Yerulan, a former detainee, told Amnesty, “I think the purpose [of the classes] was to destroy our religion and to assimilate us… They said that we couldn’t say ‘as-salamu alaykum’ and that if we were asked what our ethnicity was we should say ‘Chinese’… They said that you could not go to Friday prayers… And that it was not Allah who gave you all, it was Xi Jinping. You must not thank Allah; you must thank Xi Jinping for everything.”
They were continually watched in the camp and had no space to themselves. “There was insufficient food, water, exercise, healthcare, sanitary and hygienic conditions, fresh air, and exposure to natural light,” the report said.
All of the former detainees who were interviewed by Amnesty International experienced torture or were “subjected to other cruel, inhuman, or degrading treatment or punishment” while in the camp.
Mansur, a farmer, told Amnesty the ways in which he was tortured many times in two camps.
Two guards took me from the cell and dropped me off [at the room where I was interrogated]. Two men were inside… [They asked what I did in Kazakhstan,] “Did you pray there? What do your parents do?” I said I only stayed with family, that I took care of livestock, and that I didn’t do anything illegal… they asked me about mosque and praying… If I told them I had been praying, I had heard that I would get sentenced for 20 or 25 years. So I told them I never prayed. Then they became upset. They said, “All that time with livestock, you became an animal too!” Then they hit me with a chair until it broke… I fell to the floor. I almost fainted… Then they put me on the chair again. They said, “this guy hasn’t changed yet, he needs to stay [in the camp] longer.”
Amnesty included one example of a detainee describing the death of a prisoner while in the camp. The prisoner was forced to sit in an iron chair with his arms and legs cuffed and chained for three nights. “His body was tied to the back of the chair… Two [cuffs] were locked around his wrists and legs… A rubber thing attached to the ribs to make the person [sit] up straight…He would [urinate and defecate] in the chair,” the former detainee said. The man in the chair died after he was removed from the cell.

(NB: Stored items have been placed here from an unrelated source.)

//! Cohort tooling configuration
//!
//! Configuration is loaded from environment variables. Unparseable values are
//! ignored and the default is kept.

use std::env;
use std::path::PathBuf;
use std::str::FromStr;
use std::time::Duration;

use serde::{Deserialize, Serialize};

use crate::solver::{DEFAULT_MAX_EXACT_SITES, DEFAULT_MAX_PASSES, SolverMethod};

/// Main configuration
#[derive(Debug, Clone)]
pub struct Config {
    /// Path to the cohort annotations JSON document
    pub cohort_path: PathBuf,
    /// Directory to scan for whole-slide images (optional)
    pub slides_dir: Option<PathBuf>,
    /// Where to write Prometheus-format metrics after a run (optional)
    pub metrics_path: Option<PathBuf>,

    /// Split configuration
    pub split: SplitConfig,

    /// Solver configuration
    pub solver: SolverConfig,
}

/// How patients are distributed across folds
#[derive(Debug, Clone, Copy, PartialEq, Eq, Default, Serialize, Deserialize)]
#[serde(rename_all = "snake_case")]
pub enum SplitMode {
    /// Shuffle and chunk, ignoring labels
    Plain,
    /// Spread every label evenly across folds
    #[default]
    Balanced,
    /// Keep each site in a single fold, balancing labels as far as possible
    Site,
}

impl SplitMode {
    pub fn as_str(&self) -> &'static str {
        match self {
            SplitMode::Plain => "plain",
            SplitMode::Balanced => "balanced",
            SplitMode::Site => "site",
        }
    }
}

impl FromStr for SplitMode {
    type Err = String;

    fn from_str(s: &str) -> Result<Self, Self::Err> {
        match s.trim().to_lowercase().as_str() {
            "plain" => Ok(SplitMode::Plain),
            "balanced" => Ok(SplitMode::Balanced),
            "site" | "preserved_site" | "preserved-site" => Ok(SplitMode::Site),
            other => Err(format!("unknown split mode '{}'", other)),
        }
    }
}

/// Split-related configuration
#[derive(Debug, Clone)]
pub struct SplitConfig {
    /// Split strategy
    pub mode: SplitMode,
    /// Number of folds
    pub folds: usize,
    /// Outcome attribute to balance on (required for balanced and site modes)
    pub balance_key: Option<String>,
    /// Seed for the patient shuffle; OS entropy when unset
    pub seed: Option<u64>,
}

/// Solver-related configuration
#[derive(Debug, Clone)]
pub struct SolverConfig {
    /// Backend selection
    pub method: SolverMethod,
    /// Limit on a single solver run (None = unlimited)
    pub timeout: Option<Duration>,
    /// Largest number of distinct sites the exact backend accepts
    pub max_exact_sites: usize,
    /// Local search pass limit for the greedy backend
    pub max_passes: usize,
}

impl Default for Config {
    fn default() -> Self {
        Self {
            cohort_path: PathBuf::from("annotations.json"),
            slides_dir: None,
            metrics_path: None,
            split: SplitConfig::default(),
            solver: SolverConfig::default(),
        }
    }
}

impl Default for SplitConfig {
    fn default() -> Self {
        Self {
            mode: SplitMode::Balanced,
            folds: 3,
            balance_key: None,
            seed: None,
        }
    }
}

impl Default for SolverConfig {
    fn default() -> Self {
        Self {
            method: SolverMethod::Auto,
            timeout: Some(Duration::from_secs(60)),
            max_exact_sites: DEFAULT_MAX_EXACT_SITES,
            max_passes: DEFAULT_MAX_PASSES,
        }
    }
}

impl Config {
    /// Load configuration from environment variables
    pub fn from_env() -> Self {
        Self::from_lookup(|key| env::var(key).ok())
    }

    /// Load configuration from an arbitrary key lookup
    pub fn from_lookup(lookup: impl Fn(&str) -> Option<String>) -> Self {
        let mut config = Self::default();

        // Paths
        if let Some(path) = lookup("COHORT_PATH")
            && !path.is_empty()
        {
            config.cohort_path = PathBuf::from(path);
        }
        if let Some(dir) = lookup("SLIDES_DIR")
            && !dir.is_empty()
        {
            config.slides_dir = Some(PathBuf::from(dir));
        }
        if let Some(path) = lookup("METRICS_PATH")
            && !path.is_empty()
        {
            config.metrics_path = Some(PathBuf::from(path));
        }

        // Split config
        if let Some(val) = lookup("SPLIT_MODE")
            && let Ok(mode) = val.parse()
        {
            config.split.mode = mode;
        }
        if let Some(val) = lookup("SPLIT_FOLDS")
            && let Ok(n) = val.parse()
        {
            config.split.folds = n;
        }
        if let Some(key) = lookup("BALANCE_KEY")
            && !key.is_empty()
        {
            config.split.balance_key = Some(key);
        }
        if let Some(val) = lookup("SPLIT_SEED")
            && let Ok(seed) = val.parse()
        {
            config.split.seed = Some(seed);
        }

        // Solver config
        if let Some(val) = lookup("SOLVER_METHOD") {
            config.solver.method = SolverMethod::from(val);
        }
        if let Some(val) = lookup("SOLVER_TIMEOUT_SECS")
            && let Ok(secs) = val.parse::<u64>()
        {
            config.solver.timeout = (secs > 0).then(|| Duration::from_secs(secs));
        }
        if let Some(val) = lookup("SOLVER_MAX_EXACT_SITES")
            && let Ok(n) = val.parse()
        {
            config.solver.max_exact_sites = n;
        }
        if let Some(val) = lookup("SOLVER_MAX_PASSES")
            && let Ok(n) = val.parse()
        {
            config.solver.max_passes = n;
        }

        config
    }
}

Amnesty International said that most of the detainees with whom they conducted interviews were held in the camps for 9-18 months. The detainees who were let go from the camps “were forced to sign a document that forbade them from speaking with anybody – especially journalists and foreign nationals – about what they experienced in the camp.”
Amnesty discovered that nearly all of the interviewed former detainees, once released, were forced to endure a continuation of their “education,” some being placed in factories to work. “All former detainees Amnesty International interviewed said they were placed under both electronic and in-person surveillance and subjected to regular evaluations from government employees and cadres,” the report stated. “They were also forced to publicly ‘confess’ their ‘crimes’ at flag-raising ceremonies,” it noted.
Agnès Callamard, Amnesty International’s Secretary General, said, “The Chinese authorities have created a dystopian hellscape on a staggering scale in Xinjiang. Uyghurs, Kazakhs and other Muslim minorities face crimes against humanity and other serious human rights violations that threaten to erase their religious and cultural identities.”
“It should shock the conscience of humanity that massive numbers of people have been subjected to brainwashing, torture and other degrading treatment in internment camps, while millions more live in fear amid a vast surveillance apparatus,” Callamard added.
Whether or not it shocks the “conscience of humanity” will remain to be seen. Although several countries have denounced China’s cruelties in the Xinjiang region, with the United States and allies imposing sanctions on officials in China earlier this year, the world continues to wait and see what action will be taken in defense of human rights.